20 marzo 2020 A’ la guerre comme a’ la guerre

Attenzione alle parole.
Chi usa la parola guerra per combattere l’infezione da coronarovirus intende (e)semplificare una precisa strategia militare.
Se si accetta di combattere una guerra, anche se subita, si accetta una logica che sottende costi pesanti e possibili benefici.
Innanzitutto si accetta di veder morire una parte della popolazione ed è preferibile che i sacrificati siano la parte più debole e fragile e meno produttiva, inadatta a sostenere l’impegno dei combattenti, magari impegnando risorse indispensabili a sostenere lo sforzo bellico.
La guerra non va contrastata, ma va combattuta fino in fondo, anche se dura e spietata, perché è in gioco la sovranità e gli interessi di una nazione.

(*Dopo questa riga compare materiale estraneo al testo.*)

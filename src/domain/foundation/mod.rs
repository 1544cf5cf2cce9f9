//! Foundation types shared across the domain.

mod errors;
mod phone;
mod state_machine;

pub use errors::ValidationError;
pub use phone::PhoneNumberValidator;
pub use state_machine::StateMachine;
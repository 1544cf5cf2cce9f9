//! Vigia server entrypoint.
//!
//! Wires the file-backed contact directory, the Plivo call gateway, and the
//! cron scheduler into the HTTP application, then serves it.

use std::error::Error;
use std::sync::Arc;
use std::time::Duration;

use axum::Router;
use tower_http::timeout::TimeoutLayer;
use tower_http::trace::TraceLayer;
use tracing_subscriber::{layer::SubscriberExt, util::SubscriberInitExt, EnvFilter};

use vigia::adapters::http::{
    checkin_routes, contact_routes, schedule_routes, CheckInHandlers, ContactHandlers,
    ScheduleHandlers,
};
use vigia::adapters::scheduler::CronScheduler;
use vigia::adapters::storage::FileContactStore;
use vigia::adapters::telephony::{PlivoCallGateway, PlivoConfig};
use vigia::application::handlers::checkin::{
    CheckInPolicy, ConfirmationCallbackHandler, EscalateHandler, ScheduleCheckInHandler,
    SpeechCallbackHandler, StartCheckInHandler,
};
use vigia::application::handlers::contacts::{
    ListContactsHandler, RemoveContactHandler, UpsertContactHandler,
};
use vigia::config::AppConfig;
use vigia::domain::foundation::PhoneNumberValidator;
use vigia::ports::{CallGateway, CheckInScheduler, ContactStore};

#[tokio::main]
async fn main() -> Result<(), Box<dyn Error>> {
    let config = AppConfig::load()?;
    config.validate()?;

    tracing_subscriber::registry()
        .with(
            EnvFilter::try_from_default_env()
                .or_else(|_| EnvFilter::try_new(&config.server.log_level))
                .unwrap_or_else(|_| EnvFilter::new("info")),
        )
        .with(tracing_subscriber::fmt::layer().with_target(false))
        .init();

    let validator = PhoneNumberValidator::new(config.checkin.region());
    let policy = CheckInPolicy::from(&config.checkin);

    let store: Arc<dyn ContactStore> = Arc::new(FileContactStore::new(&config.contacts_file));
    let gateway: Arc<dyn CallGateway> =
        Arc::new(PlivoCallGateway::new(PlivoConfig::from(&config.telephony)));

    let start_handler = Arc::new(StartCheckInHandler::new(
        store.clone(),
        gateway.clone(),
        validator.clone(),
    ));
    let escalate_handler = Arc::new(EscalateHandler::new(
        store.clone(),
        gateway.clone(),
        validator.clone(),
    ));
    let speech_handler = Arc::new(SpeechCallbackHandler::new(
        escalate_handler,
        policy.clone(),
    ));
    let confirmation_handler = Arc::new(ConfirmationCallbackHandler::new(policy));

    let scheduler: Arc<dyn CheckInScheduler> = Arc::new(CronScheduler::new(config.schedule.tz()?));
    let schedule_handler = Arc::new(ScheduleCheckInHandler::new(
        scheduler,
        start_handler.clone(),
    ));

    let triggers = config.schedule.load_triggers()?;
    schedule_handler.register_table(&triggers).await?;

    let upsert_handler = Arc::new(UpsertContactHandler::new(store.clone(), validator));
    let remove_handler = Arc::new(RemoveContactHandler::new(store.clone()));
    let list_handler = Arc::new(ListContactsHandler::new(store));

    let app = Router::new()
        .merge(checkin_routes(CheckInHandlers::new(
            start_handler,
            speech_handler,
            confirmation_handler,
            gateway,
        )))
        .merge(contact_routes(ContactHandlers::new(
            upsert_handler,
            remove_handler,
            list_handler,
        )))
        .merge(schedule_routes(ScheduleHandlers::new(schedule_handler)))
        .layer(TraceLayer::new_for_http())
        .layer(TimeoutLayer::new(Duration::from_secs(
            config.server.request_timeout_secs,
        )));

    let addr = config.server.socket_addr()?;
    tracing::info!(%addr, environment = ?config.server.environment, "starting server");

    let listener = tokio::net::TcpListener::bind(addr).await?;
    axum::serve(listener, app).await?;

    Ok(())
}
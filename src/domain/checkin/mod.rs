//! Check-in domain: verification and confirmation state machines,
//! escalation events, and the callback correlator that carries session
//! state through the voice provider.

mod confirmation;
mod correlator;
mod errors;
mod escalation;
mod verification;

pub use confirmation::{
    ConfirmationOutcome, ConfirmationPhase, ConfirmationSession, CONFIRMED_PROMPT,
    CONFIRM_RETRY_PROMPT, UNCONFIRMED_PROMPT,
};
pub use correlator::Correlator;
pub use errors::CheckInError;
pub use escalation::EscalationEvent;
pub use verification::{
    VerificationOutcome, VerificationPhase, VerificationSession, CHECK_IN_PROMPT,
    ESCALATING_PROMPT, ESCALATION_FAILED_PROMPT, RETRY_PROMPT, SUCCESS_PROMPT,
};
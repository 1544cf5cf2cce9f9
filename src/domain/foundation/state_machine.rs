//! State machine trait for session phase enums.
//!
//! Provides a consistent interface for validating and performing phase
//! transitions across the verification and confirmation session lifecycles.

use super::ValidationError;

/// Trait for phase enums that represent state machines.
///
/// Implementors define valid transitions and get validated transition
/// methods for free.
pub trait StateMachine: Sized + Copy + PartialEq + std::fmt::Debug {
    /// Returns true if transition from self to target is valid.
    fn can_transition_to(&self, target: &Self) -> bool;

    /// Returns all valid target states from current state.
    fn valid_transitions(&self) -> Vec<Self>;

    /// Performs transition with validation, returning error if invalid.
    fn transition_to(&self, target: Self) -> Result<Self, ValidationError> {
        if self.can_transition_to(&target) {
            Ok(target)
        } else {
            Err(ValidationError::invalid_format(
                "state_transition",
                format!("Cannot transition from {:?} to {:?}", self, target),
            ))
        }
    }

    /// Checks if current state is terminal (no valid outgoing transitions).
    fn is_terminal(&self) -> bool {
        self.valid_transitions().is_empty()
    }
}
//! Contact store adapters.

mod file_contact_store;
mod in_memory_contact_store;

pub use file_contact_store::FileContactStore;
pub use in_memory_contact_store::InMemoryContactStore;
//! Contact store port: persistence for the name -> number directory.

use std::collections::BTreeMap;

use async_trait::async_trait;
use thiserror::Error;

use crate::domain::contact::ContactName;

/// Port for the contact directory's backing store.
///
/// The store is dumb persistence: number validation happens in the
/// application layer before any write reaches it. Implementations must
/// serialize mutations so concurrent add/remove never lose updates.
#[async_trait]
pub trait ContactStore: Send + Sync {
    /// Phone number on file for a name, if any.
    async fn get(&self, name: &ContactName) -> Result<Option<String>, ContactStoreError>;

    /// Inserts or overwrites an entry. Last write wins; no history kept.
    async fn upsert(&self, name: ContactName, phone_number: String)
        -> Result<(), ContactStoreError>;

    /// Removes an entry, reporting whether it existed.
    async fn remove(&self, name: &ContactName) -> Result<bool, ContactStoreError>;

    /// Full directory snapshot, ordered by name for deterministic
    /// reverse-lookup tie-breaking.
    async fn all(&self) -> Result<BTreeMap<ContactName, String>, ContactStoreError>;
}

/// Errors from the contact store.
#[derive(Debug, Clone, PartialEq, Eq, Error)]
pub enum ContactStoreError {
    #[error("I/O error: {0}")]
    Io(String),

    #[error("Serialization error: {0}")]
    Serialization(String),
}
//! Application layer: use-case handlers.

pub mod handlers;
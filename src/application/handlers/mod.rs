//! Command and query handlers orchestrating domain logic over the ports.

pub mod checkin;
pub mod contacts;
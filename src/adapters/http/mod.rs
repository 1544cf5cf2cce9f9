//! HTTP adapters - webhook and REST endpoints.
//!
//! Each area has its own router: check-ins and provider callbacks,
//! contact directory CRUD, and on-demand scheduling.

pub mod checkin;
pub mod contacts;
pub mod schedules;

pub use checkin::{checkin_routes, CheckInHandlers};
pub use contacts::{contact_routes, ContactHandlers};
pub use schedules::{schedule_routes, ScheduleHandlers};

use serde::Serialize;

/// Standard JSON error body.
#[derive(Debug, Clone, Serialize)]
pub struct ErrorResponse {
    pub error: String,
    pub message: String,
}

impl ErrorResponse {
    pub fn bad_request(message: impl Into<String>) -> Self {
        Self {
            error: "bad_request".to_string(),
            message: message.into(),
        }
    }

    pub fn not_found(message: impl Into<String>) -> Self {
        Self {
            error: "not_found".to_string(),
            message: message.into(),
        }
    }

    pub fn unprocessable(message: impl Into<String>) -> Self {
        Self {
            error: "unprocessable".to_string(),
            message: message.into(),
        }
    }

    pub fn bad_gateway(message: impl Into<String>) -> Self {
        Self {
            error: "bad_gateway".to_string(),
            message: message.into(),
        }
    }

    pub fn internal(message: impl Into<String>) -> Self {
        Self {
            error: "internal_error".to_string(),
            message: message.into(),
        }
    }
}
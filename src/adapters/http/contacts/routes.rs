//! HTTP routes for contact directory endpoints.

use axum::{
    routing::{delete, get, post},
    Router,
};

use super::handlers::{list_contacts, remove_contact, upsert_contact, ContactHandlers};

/// Creates the contact directory router.
pub fn contact_routes(handlers: ContactHandlers) -> Router {
    Router::new()
        .route("/api/contacts", post(upsert_contact))
        .route("/api/contacts", get(list_contacts))
        .route("/api/contacts/:name", delete(remove_contact))
        .with_state(handlers)
}
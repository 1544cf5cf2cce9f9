//! Contact directory command/query handlers.

mod list_contacts;
mod remove_contact;
mod upsert_contact;

pub use list_contacts::ListContactsHandler;
pub use remove_contact::{RemoveContactCommand, RemoveContactHandler};
pub use upsert_contact::{UpsertContactCommand, UpsertContactHandler};
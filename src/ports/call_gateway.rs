//! Call gateway port for the voice provider.
//!
//! The state machine only ever asks two things of a provider: speak a prompt
//! and collect an utterance (re-arming the next callback with a correlator),
//! or speak a prompt and hang up. Adapters translate those into vendor wire
//! formats; the core is written once against this contract.

use async_trait::async_trait;
use thiserror::Error;

use crate::domain::checkin::Correlator;

/// Port for placing calls and rendering provider answer documents.
#[async_trait]
pub trait CallGateway: Send + Sync {
    /// Places an outbound call that opens with the given instruction.
    ///
    /// Side effect: a real-world phone call. One explicit invocation places
    /// exactly one call; a `DialFailure` is surfaced to the caller and never
    /// retried here.
    async fn place_call(&self, request: PlaceCallRequest) -> Result<CallHandle, GatewayError>;

    /// Renders an instruction as the provider's answer-document payload.
    ///
    /// Used to respond to inbound callbacks: a "speak and collect again"
    /// directive carrying the next correlator, or a "hang up" directive.
    fn render(&self, instruction: &CallInstruction) -> RenderedInstruction;
}

/// A request to place one outbound call.
#[derive(Debug, Clone, PartialEq, Eq)]
pub struct PlaceCallRequest {
    /// Destination number in E.164 format.
    pub to: String,
    /// What the call does once answered.
    pub instruction: CallInstruction,
}

/// What a call or callback response should do next.
#[derive(Debug, Clone, PartialEq, Eq)]
pub enum CallInstruction {
    /// Speak the prompt, then collect speech; the transcription callback
    /// carries `next` so the session can be reconstructed.
    SpeakAndCollect { prompt: String, next: Correlator },
    /// Speak the prompt, then end the call. Every terminal path uses this:
    /// a call is never left silent.
    SpeakAndHangUp { prompt: String },
}

impl CallInstruction {
    pub fn prompt(&self) -> &str {
        match self {
            CallInstruction::SpeakAndCollect { prompt, .. } => prompt,
            CallInstruction::SpeakAndHangUp { prompt } => prompt,
        }
    }
}

/// Handle for a placed call.
#[derive(Debug, Clone, PartialEq, Eq)]
pub struct CallHandle {
    /// Provider-assigned (or locally generated) call identifier.
    pub call_id: String,
}

/// A rendered provider answer document.
#[derive(Debug, Clone, PartialEq, Eq)]
pub struct RenderedInstruction {
    pub body: String,
    pub content_type: &'static str,
}

/// Errors from the voice provider.
#[derive(Debug, Clone, PartialEq, Eq, Error)]
pub enum GatewayError {
    /// The provider could not place the call.
    #[error("Dial failure: {0}")]
    DialFailure(String),
}
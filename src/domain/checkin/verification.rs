//! Verification session: the primary check-in state machine.
//!
//! One session owns one check-in attempt series for one contact. The system
//! is purely reactive: exactly one outbound call is placed per
//! `AwaitingSpeech` entry, and no transition happens outside a callback.
//! The session itself is reconstructed from the callback correlator on every
//! inbound request; nothing is stored server-side.

use crate::domain::contact::ContactName;
use crate::domain::foundation::{StateMachine, ValidationError};

/// Opening prompt spoken when the check-in call is answered.
pub const CHECK_IN_PROMPT: &str = "Central de monitoramento?";
/// Re-prompt after a failed passphrase attempt.
pub const RETRY_PROMPT: &str = "Contra senha incorreta. Fale novamente.";
/// Acknowledgement spoken when the passphrase is recognized.
pub const SUCCESS_PROMPT: &str = "Entendido. Obrigado.";
/// Spoken to the monitored contact when escalation starts.
pub const ESCALATING_PROMPT: &str = "Falha na confirmação. Chamando responsáveis.";
/// Spoken when escalation itself cannot proceed.
pub const ESCALATION_FAILED_PROMPT: &str = "Erro ao tentar contatar emergência.";

/// Lifecycle phase of a verification session.
#[derive(Debug, Clone, Copy, PartialEq, Eq)]
pub enum VerificationPhase {
    /// A call is out and the session waits for a transcribed utterance.
    AwaitingSpeech,
    /// Passphrase recognized; the session is over.
    Succeeded,
    /// All attempts exhausted; the escalation chain owns the flow now.
    Escalating,
}

impl StateMachine for VerificationPhase {
    fn can_transition_to(&self, target: &Self) -> bool {
        use VerificationPhase::*;
        matches!(
            (self, target),
            (AwaitingSpeech, AwaitingSpeech)
                | (AwaitingSpeech, Succeeded)
                | (AwaitingSpeech, Escalating)
        )
    }

    fn valid_transitions(&self) -> Vec<Self> {
        use VerificationPhase::*;
        match self {
            AwaitingSpeech => vec![AwaitingSpeech, Succeeded, Escalating],
            Succeeded | Escalating => vec![],
        }
    }
}

/// Outcome of evaluating one transcribed utterance.
#[derive(Debug, Clone, PartialEq, Eq)]
pub enum VerificationOutcome {
    /// Passphrase matched; acknowledge and end the call.
    Succeeded,
    /// Mismatch with attempts left; re-prompt and re-arm speech collection.
    Retry { next_attempt: u32 },
    /// Mismatch on the final attempt; hand off to the escalation chain.
    Escalate,
}

impl VerificationOutcome {
    pub fn phase(&self) -> VerificationPhase {
        match self {
            VerificationOutcome::Succeeded => VerificationPhase::Succeeded,
            VerificationOutcome::Retry { .. } => VerificationPhase::AwaitingSpeech,
            VerificationOutcome::Escalate => VerificationPhase::Escalating,
        }
    }
}

/// A verification session reconstructed from a callback correlator.
#[derive(Debug, Clone, PartialEq, Eq)]
pub struct VerificationSession {
    contact: ContactName,
    attempt: u32,
    max_attempts: u32,
}

impl VerificationSession {
    /// Rebuilds the session for the attempt the callback reports.
    ///
    /// The attempt counter is authoritative and bounded by `max_attempts`;
    /// anything outside `1..=max_attempts` means a corrupted correlator.
    pub fn resume(
        contact: ContactName,
        attempt: u32,
        max_attempts: u32,
    ) -> Result<Self, ValidationError> {
        if attempt == 0 || attempt > max_attempts {
            return Err(ValidationError::invalid_format(
                "attempt",
                format!("attempt {attempt} outside 1..={max_attempts}"),
            ));
        }
        Ok(Self {
            contact,
            attempt,
            max_attempts,
        })
    }

    pub fn contact(&self) -> &ContactName {
        &self.contact
    }

    pub fn attempt(&self) -> u32 {
        self.attempt
    }

    /// Evaluates one transcribed utterance against the expected passphrase.
    ///
    /// The check runs once per callback: a case-insensitive substring match
    /// succeeds, otherwise the session retries while attempts remain and
    /// escalates exactly at `attempt == max_attempts`.
    pub fn evaluate(&self, transcript: &str, passphrase: &str) -> VerificationOutcome {
        let matched = transcript
            .to_lowercase()
            .contains(&passphrase.to_lowercase());

        if matched {
            VerificationOutcome::Succeeded
        } else if self.attempt < self.max_attempts {
            VerificationOutcome::Retry {
                next_attempt: self.attempt + 1,
            }
        } else {
            VerificationOutcome::Escalate
        }
    }
}

#[cfg(test)]
mod tests {
    use super::*;

    fn session(attempt: u32) -> VerificationSession {
        VerificationSession::resume(ContactName::new("gustavo").unwrap(), attempt, 2).unwrap()
    }

    #[test]
    fn passphrase_substring_match_succeeds() {
        let outcome = session(1).evaluate("estou protegido", "protegido");
        assert_eq!(outcome, VerificationOutcome::Succeeded);
    }

    #[test]
    fn match_is_case_insensitive() {
        let outcome = session(1).evaluate("PROTEGIDO, sim", "protegido");
        assert_eq!(outcome, VerificationOutcome::Succeeded);
    }

    #[test]
    fn mismatch_on_first_attempt_retries_with_incremented_attempt() {
        let outcome = session(1).evaluate("não sei", "protegido");
        assert_eq!(outcome, VerificationOutcome::Retry { next_attempt: 2 });
    }

    #[test]
    fn mismatch_on_final_attempt_escalates() {
        let outcome = session(2).evaluate("não sei", "protegido");
        assert_eq!(outcome, VerificationOutcome::Escalate);
    }

    #[test]
    fn match_on_final_attempt_still_succeeds() {
        let outcome = session(2).evaluate("protegido", "protegido");
        assert_eq!(outcome, VerificationOutcome::Succeeded);
    }

    #[test]
    fn resume_rejects_attempt_beyond_budget() {
        let contact = ContactName::new("gustavo").unwrap();
        assert!(VerificationSession::resume(contact.clone(), 3, 2).is_err());
        assert!(VerificationSession::resume(contact, 0, 2).is_err());
    }

    #[test]
    fn outcome_phases_follow_the_state_machine() {
        let awaiting = VerificationPhase::AwaitingSpeech;
        for outcome in [
            VerificationOutcome::Succeeded,
            VerificationOutcome::Retry { next_attempt: 2 },
            VerificationOutcome::Escalate,
        ] {
            assert!(awaiting.can_transition_to(&outcome.phase()));
        }
    }

    #[test]
    fn succeeded_and_escalating_are_terminal() {
        assert!(VerificationPhase::Succeeded.is_terminal());
        assert!(VerificationPhase::Escalating.is_terminal());
        assert!(!VerificationPhase::AwaitingSpeech.is_terminal());
    }

    #[test]
    fn duplicate_callback_produces_the_same_transition() {
        // Re-delivering the same callback must not skip an attempt: the
        // evaluation is pure in (attempt, transcript).
        let first = session(1).evaluate("não sei", "protegido");
        let second = session(1).evaluate("não sei", "protegido");
        assert_eq!(first, second);
    }
}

Sul piano culturale va accettata la dimensione tragica della storia, rifiutando ogni logica pacifista e compromissoria, pena il disfattismo e l’indebolimento delle difese e anche per questo non è prevista alcuna misura di restrizione della libertà individuale e la vita quotidiana deve proseguire senza discontinuità.
E’ il modello che è sembrato prevalere, almeno in una fase iniziale, in Gran Bretagna, forse anche in Germania e forse anche in Francia.
Non si contrasta il contagio da coronavirus, anzi lo si favorisce per garantire una diffusa e rapida immunizzazione, si curano i malati, nei limiti delle possibilità del servizio sanitario nazionale, e si accetta di sacrificare una quota della popolazione, più o meno ampia a seconda del numero di posti disponibili in terapia intensiva, preferibilmente anziana e/o già malata, la cui scomparsa non compromette la funzionalità del sistema economico-produttivo, alleviando i costi del sistema pensionistico e dell’assistenza sociale e sanitaria, almeno nel medio periodo.
A questo modello se ne è contrapposto e si contrappone un altro, basato invece sul contenimento del contagio per salvare tutti i salvabili, con provvedimenti emergenziali di “distanziamento sociale”, con l’applicazione di misure severissime di restrizione delle libertà personali e con costi economici devastanti. La “conditio sine qua non” è l’efficienza di un servizio sanitario nazionale, il suo eventuale potenziamento con accanto misure statali di sostegno ai ceti produttivi, una forte coesione sociale e una decisa legittimazione dello Stato.

I due modelli si sono inizialmente contrapposti, mentre oggi il dilagare della pandemia da coronavirus, la estrema contagiosità del virus e la difficoltà di far accettare costi umani elevati sta facendo prevalere una logica meno militare e più sociale. Lo stesso contenimento dei costi economici nel modello “militare”, con possibili conquiste significative di quote di mercato sul lungo periodo, rischia di essere vanificato dall’indebolimento della coesione sociale della popolazione, impoverita socialmente e culturalmente.
Forse sta anche prevalendo una logica di futura “coesistenza pacifica” con il virus, reso contenibile e contendibile da misure ancora non disponibili, come farmaci e vaccini e da una “immunità di gregge” che necessita anch’essa di tempi lunghi. Rimarranno forse a sostegno le misure igieniche individuali sin qui fortemente raccomandate, un governo centrale in grado di esercitare autorevolmente una funzione di indirizzo e di coordinamento, una socialità che non si confonde con una promiscuità confusa e indistinta. Il vero antidoto sarà comunque una notevolissima capacità di decisione politica.